Exact solutions for models of evolving networks with addition and deletion of nodes

TL;DR

This paper develops exact solutions for evolving network models that include both addition and deletion of nodes, revealing how growth rates influence degree distribution exponents, with implications for understanding real-world networks.

Contribution

It introduces models of network evolution with node addition and deletion and provides exact solutions, extending prior models that only considered growth.

Findings

Networks with preferential attachment have power-law degree distributions.

The degree distribution exponent diverges as the growth rate approaches zero.

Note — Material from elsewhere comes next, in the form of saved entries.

//! Record keys.
//!
//! Every record in a registry is addressed by exactly one string key,
//! typically a purchase-order number such as `PO-1001`. The key is the
//! stable identity the update operation pivots on: the record is fetched
//! by key and written back under the same key.

use std::fmt;

use serde::{Deserialize, Serialize};

use crate::error::ValidationError;

/// Non-empty string key addressing one record within a registry.
///
/// Keys are trimmed on construction; an empty or whitespace-only key is
/// rejected with [`ValidationError::EmptyKey`].
///
/// # Examples
///
/// ```
/// use procura::RecordKey;
///
/// let key = RecordKey::new("PO-1001").unwrap();
/// assert_eq!(key.as_str(), "PO-1001");
/// assert!(RecordKey::new("   ").is_err());
/// ```
#[derive(Debug, Clone, PartialEq, Eq, Hash, PartialOrd, Ord, Serialize, Deserialize)]
#[serde(try_from = "String", into = "String")]
pub struct RecordKey(String);

impl RecordKey {
    /// Creates a key from string-like input, trimming surrounding whitespace.
    ///
    /// # Errors
    /// Returns [`ValidationError::EmptyKey`] if the trimmed input is empty.
    pub fn new(key: impl AsRef<str>) -> Result<Self, ValidationError> {
        let key = key.as_ref().trim();
        if key.is_empty() {
            return Err(ValidationError::EmptyKey);
        }
        Ok(Self(key.to_string()))
    }

    /// Returns the key as a string slice.
    #[must_use]
    pub fn as_str(&self) -> &str {
        &self.0
    }
}

impl fmt::Display for RecordKey {
    fn fmt(&self, f: &mut fmt::Formatter<'_>) -> fmt::Result {
        write!(f, "{}", self.0)
    }
}

impl TryFrom<String> for RecordKey {
    type Error = ValidationError;

    fn try_from(value: String) -> Result<Self, Self::Error> {
        Self::new(value)
    }
}

impl TryFrom<&str> for RecordKey {
    type Error = ValidationError;

    fn try_from(value: &str) -> Result<Self, Self::Error> {
        Self::new(value)
    }
}

impl From<RecordKey> for String {
    fn from(key: RecordKey) -> Self {
        key.0
    }
}

impl AsRef<str> for RecordKey {
    fn as_ref(&self) -> &str {
        &self.0
    }
}

#[cfg(test)]
mod tests {
    use super::*;

    #[test]
    fn test_key_is_trimmed() {
        let key = RecordKey::new("  PO-1001  ").unwrap();
        assert_eq!(key.as_str(), "PO-1001");
    }

    #[test]
    fn test_empty_key_rejected() {
        assert!(matches!(RecordKey::new(""), Err(ValidationError::EmptyKey)));
        assert!(matches!(RecordKey::new("   "), Err(ValidationError::EmptyKey)));
    }

    #[test]
    fn test_key_display() {
        let key = RecordKey::new("PO-1001").unwrap();
        assert_eq!(format!("{key}"), "PO-1001");
    }

    #[test]
    fn test_key_ordering() {
        let a = RecordKey::new("PO-1001").unwrap();
        let b = RecordKey::new("PO-1002").unwrap();
        assert!(a < b);
    }

    #[test]
    fn test_key_serde_as_plain_string() {
        let key = RecordKey::new("PO-1001").unwrap();
        let json = serde_json::to_string(&key).unwrap();
        assert_eq!(json, "\"PO-1001\"");

        let decoded: RecordKey = serde_json::from_str(&json).unwrap();
        assert_eq!(decoded, key);

        // Deserialization applies the same validation as construction.
        let bad: Result<RecordKey, _> = serde_json::from_str("\" \"");
        assert!(bad.is_err());
    }
}
//! Request envelope and operation payloads.
//!
//! Every operation submitted to the engine travels in a versioned
//! envelope carrying a request id and timestamp, so invocations can be
//! correlated and audited by the hosting platform. The payloads
//! themselves are plain data; builders in [`crate::ops`] validate inputs
//! before producing an envelope.

use chrono::{DateTime, Utc};
use serde::{Deserialize, Serialize};
use uuid::Uuid;

use crate::key::RecordKey;
use crate::record::Record;
use crate::value::Value;

/// Versioned wrapper around every procura operation.
#[derive(Debug, Clone, PartialEq, Serialize, Deserialize)]
pub struct ProcuraRequest {
    /// Protocol version (e.g., "1.0").
    pub version: String,

    /// Unique identifier for this request (for correlation/debugging).
    pub request_id: Uuid,

    /// When this request was created.
    pub timestamp: DateTime<Utc>,

    /// The operation to execute.
    pub operation: Operation,
}

impl ProcuraRequest {
    /// Current protocol version.
    pub const CURRENT_VERSION: &'static str = "1.0";

    /// Creates a new request with the given operation.
    #[must_use]
    pub fn new(operation: Operation) -> Self {
        Self {
            version: Self::CURRENT_VERSION.to_string(),
            request_id: Uuid::new_v4(),
            timestamp: Utc::now(),
            operation,
        }
    }

    /// Sets a custom request ID (useful for correlation).
    #[must_use]
    pub fn with_request_id(mut self, request_id: Uuid) -> Self {
        self.request_id = request_id;
        self
    }
}

/// All supported operations.
#[derive(Debug, Clone, PartialEq, Serialize, Deserialize)]
#[serde(tag = "op", content = "payload", rename_all = "snake_case")]
pub enum Operation {
    /// Replace one field of one record (the core operation).
    UpdateField(UpdateFieldPayload),

    /// Store a new contract record; fails if the key already exists.
    RecordContract(RecordContractPayload),

    /// Fetch one record by key.
    GetRecord(GetRecordPayload),

    /// List records, optionally filtered by document type.
    ListRecords(ListRecordsPayload),
}

/// Payload for the single-field update operation.
#[derive(Debug, Clone, PartialEq, Serialize, Deserialize)]
pub struct UpdateFieldPayload {
    /// Key of the record to update.
    pub key: RecordKey,

    /// Name of the field to replace.
    pub field: String,

    /// Replacement value. Any value the field type accepts; no validation
    /// beyond assignment is performed by this core.
    pub value: Value,
}

/// Payload for recording a new contract.
#[derive(Debug, Clone, PartialEq, Serialize, Deserialize)]
pub struct RecordContractPayload {
    /// The record to store.
    pub record: Record,
}

/// Payload for a single-record lookup.
#[derive(Debug, Clone, PartialEq, Serialize, Deserialize)]
pub struct GetRecordPayload {
    /// Key of the record to fetch.
    pub key: RecordKey,
}

/// Payload for listing records.
#[derive(Debug, Clone, PartialEq, Serialize, Deserialize)]
pub struct ListRecordsPayload {
    /// Restrict the listing to one document type; `None` lists everything.
    pub doc_type: Option<String>,
}
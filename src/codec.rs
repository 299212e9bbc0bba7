//! JSON helpers for records and request envelopes.
//!
//! Serde already provides (de)serialization; this module centralizes the
//! convenience helpers used at the registry boundary and keeps the error
//! mapping in one place.

use crate::error::{ProcuraError, ProcuraResult};
use crate::record::Record;
use crate::registry::RegistryError;
use crate::request::ProcuraRequest;

/// Serialize a record to compact JSON.
///
/// # Errors
/// `Serialization` if encoding fails.
pub fn record_to_json(record: &Record) -> Result<String, RegistryError> {
    serde_json::to_string(record)
        .map_err(|e| RegistryError::Serialization(format!("encode record: {e}")))
}

/// Deserialize a record from JSON.
///
/// # Errors
/// `Serialization` if the input is not a valid record (including an empty
/// key, which the key type rejects during deserialization).
pub fn record_from_json(s: &str) -> Result<Record, RegistryError> {
    serde_json::from_str::<Record>(s)
        .map_err(|e| RegistryError::Serialization(format!("decode record: {e}")))
}

/// Serialize a request envelope to pretty JSON.
///
/// # Errors
/// `Internal` if encoding fails.
pub fn request_to_json_pretty(request: &ProcuraRequest) -> ProcuraResult<String> {
    serde_json::to_string_pretty(request)
        .map_err(|e| ProcuraError::internal(format!("serialize request: {e}")))
}

/// Deserialize a request envelope from JSON.
///
/// # Errors
/// `Internal` if the input is not a valid envelope.
pub fn request_from_json(s: &str) -> ProcuraResult<ProcuraRequest> {
    serde_json::from_str::<ProcuraRequest>(s)
        .map_err(|e| ProcuraError::internal(format!("deserialize request: {e}")))
}

#[cfg(test)]
mod tests {
    use super::*;

    use crate::key::RecordKey;
    use crate::ops::UpdateFieldBuilder;

    fn contract() -> Record {
        let mut record = Record::new(
            RecordKey::new("PO-1001").unwrap(),
            "SUPPLIERCONTRACT",
        );
        record.set_field("contractorInfo", "Acme");
        record.set_field("amount", 500);
        record
    }

    #[test]
    fn test_record_json_roundtrip() {
        let record = contract();
        let json = record_to_json(&record).unwrap();
        let decoded = record_from_json(&json).unwrap();
        assert_eq!(decoded, record);
    }

    #[test]
    fn test_record_decode_rejects_blank_key() {
        let json = r#"{"key": "  ", "doc_type": "SUPPLIERCONTRACT", "fields": {}}"#;
        let result = record_from_json(json);
        assert!(matches!(result, Err(RegistryError::Serialization(_))));
    }

    #[test]
    fn test_record_decode_rejects_garbage() {
        assert!(record_from_json("not json").is_err());
        assert!(record_from_json("{}").is_err());
    }

    #[test]
    fn test_request_json_roundtrip() {
        let request = UpdateFieldBuilder::new()
            .key("PO-1001")
            .field("contractorInfo")
            .value("NewVendor")
            .build()
            .unwrap();

        let json = request_to_json_pretty(&request).unwrap();
        let decoded = request_from_json(&json).unwrap();
        assert_eq!(decoded, request);
    }
}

Slower growth in networks leads to higher degree distribution exponents.

Abstract

There has been considerable recent interest in the properties of networks, such as citation networks and the worldwide web, that grow by the addition of vertices, and a number of simple solvable models of network growth have been studied. In the real world, however, many networks, including the web, not only add vertices but also lose them. Here we formulate models of the time evolution of such networks and give exact solutions for a number of cases of particular interest. For the case of net growth and so-called preferential attachment -- in which newly appearing vertices attach to previously existing ones in proportion to vertex degree -- we show that the resulting networks have power-law degree distributions, but with an exponent that diverges as the growth rate vanishes. We conjecture that the low exponent values observed in real-world networks are thus the result of vigorous growth in which the rate of addition of vertices far exceeds the rate of removal. Were growth to slow in the future, for instance in a more mature future version of the web, we would expect to see exponents increase, potentially without bound.